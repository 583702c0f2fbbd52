//! Component registry: what each component type accepts.
//!
//! The editor never reaches for a global table of component types. It is
//! handed something implementing [`ComponentRegistry`], usually the
//! [`StaticRegistry`] returned by [`builtin_registry`].

use crate::model::PropValue;
use crate::template::{ComponentTemplate, builtin_templates};
use serde::Serialize;
use smallvec::SmallVec;
use std::collections::{BTreeMap, HashMap};

// ─── Schema types ────────────────────────────────────────────────────────

/// Declared kind of a property.
#[derive(Debug, Clone, PartialEq, Eq, Serialize)]
#[serde(tag = "kind", rename_all = "camelCase")]
pub enum PropKind {
    Bool,
    Number,
    String,
    /// One of a fixed list of strings.
    Enum { values: SmallVec<[String; 6]> },
    /// List of strings.
    Array,
}

impl PropKind {
    pub fn one_of(values: &[&str]) -> Self {
        PropKind::Enum {
            values: values.iter().map(|v| v.to_string()).collect(),
        }
    }

    pub fn name(&self) -> &'static str {
        match self {
            PropKind::Bool => "bool",
            PropKind::Number => "number",
            PropKind::String => "string",
            PropKind::Enum { .. } => "enum",
            PropKind::Array => "array",
        }
    }
}

/// One declared property.
#[derive(Debug, Clone, PartialEq, Eq, Serialize)]
#[serde(rename_all = "camelCase")]
pub struct PropSpec {
    #[serde(flatten)]
    pub kind: PropKind,
    pub required: bool,
}

impl PropSpec {
    pub fn required(kind: PropKind) -> Self {
        Self {
            kind,
            required: true,
        }
    }

    pub fn optional(kind: PropKind) -> Self {
        Self {
            kind,
            required: false,
        }
    }
}

/// Where a component type comes from. Drives the add-component menu.
#[derive(Debug, Clone, Copy, PartialEq, Eq, Hash, PartialOrd, Ord, Serialize)]
#[serde(rename_all = "camelCase")]
pub enum ComponentCategory {
    /// Built-in primitives (`Text`).
    Primitive,
    /// Built-in layout containers (`LayoutFlex`, `LayoutGrid`).
    Layout,
    /// Third-party component library.
    Library,
}

/// Everything the registry knows about one component type.
#[derive(Debug, Clone, PartialEq, Eq, Serialize)]
#[serde(rename_all = "camelCase")]
pub struct ComponentSchema {
    pub category: ComponentCategory,
    pub accepts_children: bool,
    pub props: BTreeMap<String, PropSpec>,
}

impl ComponentSchema {
    pub fn new(category: ComponentCategory) -> Self {
        Self {
            category,
            accepts_children: false,
            props: BTreeMap::new(),
        }
    }

    /// Mark the type as able to hold children.
    pub fn with_children(mut self) -> Self {
        self.accepts_children = true;
        self
    }

    pub fn prop(mut self, name: &str, spec: PropSpec) -> Self {
        self.props.insert(name.to_string(), spec);
        self
    }
}

// ─── Registry contract ───────────────────────────────────────────────────

/// Read-only lookup of component types.
pub trait ComponentRegistry {
    fn schema(&self, component_type: &str) -> Option<&ComponentSchema>;

    /// All registered type names, sorted.
    fn component_types(&self) -> Vec<&str>;

    fn supports_children(&self, component_type: &str) -> bool {
        self.schema(component_type)
            .is_some_and(|schema| schema.accepts_children)
    }

    /// Value shown for a required property that has not been set.
    /// Optional properties have no default.
    fn default_value(&self, component_type: &str, prop: &str) -> Option<PropValue> {
        let spec = self.schema(component_type)?.props.get(prop)?;
        if !spec.required {
            return None;
        }
        Some(match &spec.kind {
            PropKind::Bool => PropValue::Bool(false),
            PropKind::Number => PropValue::Number(0.0),
            PropKind::String => PropValue::String("<text>".to_string()),
            PropKind::Enum { values } => PropValue::String(values.first()?.clone()),
            PropKind::Array => PropValue::StringArray(
                ["Item 1", "Item 2", "Item 3"]
                    .iter()
                    .map(|s| s.to_string())
                    .collect(),
            ),
        })
    }

    /// Multi-node template that replaces a bare node of this type.
    fn template(&self, _component_type: &str) -> Option<&ComponentTemplate> {
        None
    }

    fn is_layout(&self, component_type: &str) -> bool {
        self.schema(component_type)
            .is_some_and(|schema| schema.category == ComponentCategory::Layout)
    }
}

// ─── Static registry ─────────────────────────────────────────────────────

/// A registry built up front and never mutated afterwards.
#[derive(Debug, Clone, Default)]
pub struct StaticRegistry {
    schemas: BTreeMap<String, ComponentSchema>,
    templates: HashMap<String, ComponentTemplate>,
}

impl StaticRegistry {
    pub fn new() -> Self {
        Self::default()
    }

    pub fn register(&mut self, component_type: &str, schema: ComponentSchema) -> &mut Self {
        self.schemas.insert(component_type.to_string(), schema);
        self
    }

    pub fn register_template(
        &mut self,
        component_type: &str,
        template: ComponentTemplate,
    ) -> &mut Self {
        self.templates.insert(component_type.to_string(), template);
        self
    }

    /// Type names of one category, sorted.
    pub fn types_in(&self, category: ComponentCategory) -> Vec<&str> {
        self.schemas
            .iter()
            .filter(|(_, schema)| schema.category == category)
            .map(|(name, _)| name.as_str())
            .collect()
    }
}

impl ComponentRegistry for StaticRegistry {
    fn schema(&self, component_type: &str) -> Option<&ComponentSchema> {
        self.schemas.get(component_type)
    }

    fn component_types(&self) -> Vec<&str> {
        self.schemas.keys().map(String::as_str).collect()
    }

    fn template(&self, component_type: &str) -> Option<&ComponentTemplate> {
        self.templates.get(component_type)
    }
}

// ─── Built-in component set ──────────────────────────────────────────────

const FLEX_DIRECTIONS: &[&str] = &["row", "row-reverse", "column", "column-reverse"];
const FLEX_ALIGN: &[&str] = &["flex-start", "center", "flex-end", "stretch", "baseline"];
const FLEX_JUSTIFY: &[&str] = &[
    "flex-start",
    "center",
    "flex-end",
    "space-between",
    "space-around",
    "space-evenly",
];

/// The primitives, layouts, and library components the editor ships with,
/// plus the `Select` and `Table` templates.
pub fn builtin_registry() -> StaticRegistry {
    use ComponentCategory::{Layout, Library, Primitive};
    use PropSpec as P;

    let mut reg = StaticRegistry::new();

    reg.register(
        "Text",
        ComponentSchema::new(Primitive).prop("value", P::required(PropKind::String)),
    );

    reg.register(
        "LayoutFlex",
        ComponentSchema::new(Layout)
            .with_children()
            .prop("flexDirection", P::optional(PropKind::one_of(FLEX_DIRECTIONS)))
            .prop("alignItems", P::optional(PropKind::one_of(FLEX_ALIGN)))
            .prop("justifyContent", P::optional(PropKind::one_of(FLEX_JUSTIFY)))
            .prop("gap", P::optional(PropKind::Number)),
    )
    .register(
        "LayoutGrid",
        ComponentSchema::new(Layout)
            .with_children()
            .prop("gridTemplateRows", P::optional(PropKind::String))
            .prop("gridTemplateColumns", P::optional(PropKind::String))
            .prop("gridTemplateAreas", P::optional(PropKind::String))
            .prop(
                "alignItems",
                P::optional(PropKind::one_of(&[
                    "stretch", "start", "end", "center", "baseline",
                ])),
            )
            .prop(
                "justifyItems",
                P::optional(PropKind::one_of(&["start", "end", "center", "stretch"])),
            )
            .prop("gap", P::optional(PropKind::Number)),
    );

    reg.register(
        "Alert",
        ComponentSchema::new(Library)
            .prop(
                "severity",
                P::required(PropKind::one_of(&["success", "info", "warning", "error"])),
            )
            .prop("content", P::required(PropKind::String)),
    )
    .register(
        "Button",
        ComponentSchema::new(Library)
            .prop("content", P::required(PropKind::String))
            .prop(
                "variant",
                P::optional(PropKind::one_of(&["text", "outlined", "contained"])),
            )
            .prop("disabled", P::optional(PropKind::Bool)),
    )
    .register(
        "Checkbox",
        ComponentSchema::new(Library).prop("defaultChecked", P::optional(PropKind::Bool)),
    )
    .register(
        "List",
        ComponentSchema::new(Library)
            .prop("dense", P::optional(PropKind::Bool))
            .prop("items", P::required(PropKind::Array)),
    )
    .register(
        "Stack",
        ComponentSchema::new(Library)
            .with_children()
            .prop("direction", P::optional(PropKind::one_of(FLEX_DIRECTIONS)))
            .prop("alignItems", P::optional(PropKind::one_of(FLEX_ALIGN)))
            .prop("justifyContent", P::optional(PropKind::one_of(FLEX_JUSTIFY)))
            .prop("spacing", P::optional(PropKind::Number)),
    )
    .register(
        "FormControl",
        ComponentSchema::new(Library)
            .with_children()
            .prop("fullWidth", P::optional(PropKind::Bool)),
    )
    .register("InputLabel", ComponentSchema::new(Library).with_children())
    .register(
        "Select",
        ComponentSchema::new(Library)
            .with_children()
            .prop("value", P::required(PropKind::String)),
    )
    .register(
        "MenuItem",
        ComponentSchema::new(Library)
            .with_children()
            .prop("value", P::optional(PropKind::String)),
    )
    .register(
        "Table",
        ComponentSchema::new(Library)
            .with_children()
            .prop("size", P::optional(PropKind::one_of(&["small", "medium"]))),
    )
    .register("TableHead", ComponentSchema::new(Library).with_children())
    .register("TableBody", ComponentSchema::new(Library).with_children())
    .register("TableRow", ComponentSchema::new(Library).with_children())
    .register(
        "TableCell",
        ComponentSchema::new(Library)
            .with_children()
            .prop(
                "align",
                P::optional(PropKind::one_of(&["left", "center", "right"])),
            ),
    );

    for (name, template) in builtin_templates() {
        reg.register_template(name, template);
    }

    reg
}

#[cfg(test)]
mod tests {
    use super::*;

    #[test]
    fn children_capability() {
        let reg = builtin_registry();
        assert!(reg.supports_children("LayoutFlex"));
        assert!(reg.supports_children("TableCell"));
        assert!(!reg.supports_children("Button"));
        assert!(!reg.supports_children("Text"));
        assert!(!reg.supports_children("NoSuchThing"));
    }

    #[test]
    fn required_defaults() {
        let reg = builtin_registry();
        assert_eq!(
            reg.default_value("Text", "value"),
            Some(PropValue::String("<text>".into()))
        );
        assert_eq!(
            reg.default_value("Alert", "severity"),
            Some(PropValue::String("success".into()))
        );
        assert_eq!(
            reg.default_value("List", "items"),
            Some(PropValue::StringArray(vec![
                "Item 1".into(),
                "Item 2".into(),
                "Item 3".into()
            ]))
        );
        // Optional props have no default.
        assert_eq!(reg.default_value("Button", "disabled"), None);
        assert_eq!(reg.default_value("Button", "missing"), None);
    }

    #[test]
    fn categories_and_layouts() {
        let reg = builtin_registry();
        assert_eq!(reg.types_in(ComponentCategory::Primitive), vec!["Text"]);
        assert_eq!(
            reg.types_in(ComponentCategory::Layout),
            vec!["LayoutFlex", "LayoutGrid"]
        );
        assert!(reg.is_layout("LayoutGrid"));
        assert!(!reg.is_layout("Stack"));
    }

    #[test]
    fn templates_are_registered() {
        let reg = builtin_registry();
        assert_eq!(
            reg.template("Select").map(|t| t.component_type.as_str()),
            Some("FormControl")
        );
        assert!(reg.template("Table").is_some());
        assert!(reg.template("Button").is_none());
    }

    #[test]
    fn schema_serializes_with_flattened_kind() {
        let reg = builtin_registry();
        let json = serde_json::to_value(reg.schema("Text").unwrap()).unwrap();
        assert_eq!(json["props"]["value"]["kind"], "string");
        assert_eq!(json["props"]["value"]["required"], true);
        assert_eq!(json["acceptsChildren"], false);
    }
}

══════════

- **Work task**: Please copy every line of the material that contains the word "names".

- **Result for this task**:
    /// All registered type names, sorted.
    /// Type names of one category, sorted.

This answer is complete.